3 rodzaje rozmnażania płciowego występujące w bakteriach (1869 słów)

Rodzaje rozmnażania płciowego, które występują w bakteriach, są następujące:

Obserwacje cytologiczne i badania genetyczne wskazują na coś w rodzaju rozmnażania płciowego, polegającego na fuzji dwóch różnych komórek, a przenoszenie czynników dziedzicznych występuje rzadko w bakteriach. Rekombinacja genetyczna zachodzi w bakteriach, które zostały starannie zbadane i prawdopodobnie występuje również u innych gatunków.

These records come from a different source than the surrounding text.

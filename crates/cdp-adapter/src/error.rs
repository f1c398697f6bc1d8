use std::fmt;

use serde::{Deserialize, Serialize};
use thiserror::Error;

/// Failures resolving or validating the browser driver.
#[derive(Clone, Debug, Error, Eq, PartialEq)]
pub enum DriverError {
    #[error("browser driver not found (searched: {})", display_searched(.searched))]
    NotFound { searched: Vec<String> },
    #[error("browser driver version mismatch: found {found}, expected {expected}")]
    VersionMismatch { found: String, expected: String },
}

fn display_searched(searched: &[String]) -> String {
    if searched.is_empty() {
        "nothing".to_string()
    } else {
        searched.join(", ")
    }
}

/// High-level error categories surfaced by the page driver.
#[derive(Clone, Debug, Error, Eq, PartialEq, Serialize, Deserialize)]
pub enum AdapterErrorKind {
    #[error("browser launch failed")]
    Launch,
    #[error("browser version incompatible")]
    VersionMismatch,
    #[error("navigation timed out")]
    NavTimeout,
    #[error("wait condition timed out")]
    WaitTimeout,
    #[error("target element not found")]
    TargetNotFound,
    #[error("cdp i/o failure")]
    CdpIo,
    #[error("internal error")]
    Internal,
}

/// Enriched error metadata passed back to the session layer.
#[derive(Clone, Debug, Eq, PartialEq, Serialize, Deserialize)]
pub struct AdapterError {
    pub kind: AdapterErrorKind,
    pub hint: Option<String>,
    pub retriable: bool,
}

impl fmt::Display for AdapterError {
    fn fmt(&self, f: &mut fmt::Formatter<'_>) -> fmt::Result {
        write!(f, "{}", self.kind)?;
        if let Some(hint) = &self.hint {
            write!(f, ": {}", hint)?;
        }
        Ok(())
    }
}

impl std::error::Error for AdapterError {}

impl AdapterError {
    pub fn new(kind: AdapterErrorKind) -> Self {
        let retriable = matches!(
            kind,
            AdapterErrorKind::NavTimeout | AdapterErrorKind::WaitTimeout | AdapterErrorKind::CdpIo
        );
        Self {
            kind,
            hint: None,
            retriable,
        }
    }

    pub fn with_hint(mut self, hint: impl Into<String>) -> Self {
        self.hint = Some(hint.into());
        self
    }

    pub fn retriable(mut self, flag: bool) -> Self {
        self.retriable = flag;
        self
    }

    pub fn is_timeout(&self) -> bool {
        matches!(
            self.kind,
            AdapterErrorKind::NavTimeout | AdapterErrorKind::WaitTimeout
        )
    }
}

Zdjęcie dzięki uprzejmości: upload.wikimedia.org/wikipedia/commons/thumb/c/c7/Caduco.jpg/1280px-Caduco.jpg

Jeden z najintensywniej przebadanych gatunków bakterii wykazał, że Escherichia coli uprawia seks - niektóre działają jak samce i przekazują informacje genetyczne poprzez bezpośredni kontakt z samicami. Ta zdolność przenoszenia genów jest regulowana przez współczynnik płodności F +, który sam może zostać przeniesiony na samicę, zamieniając ją w mężczyznę.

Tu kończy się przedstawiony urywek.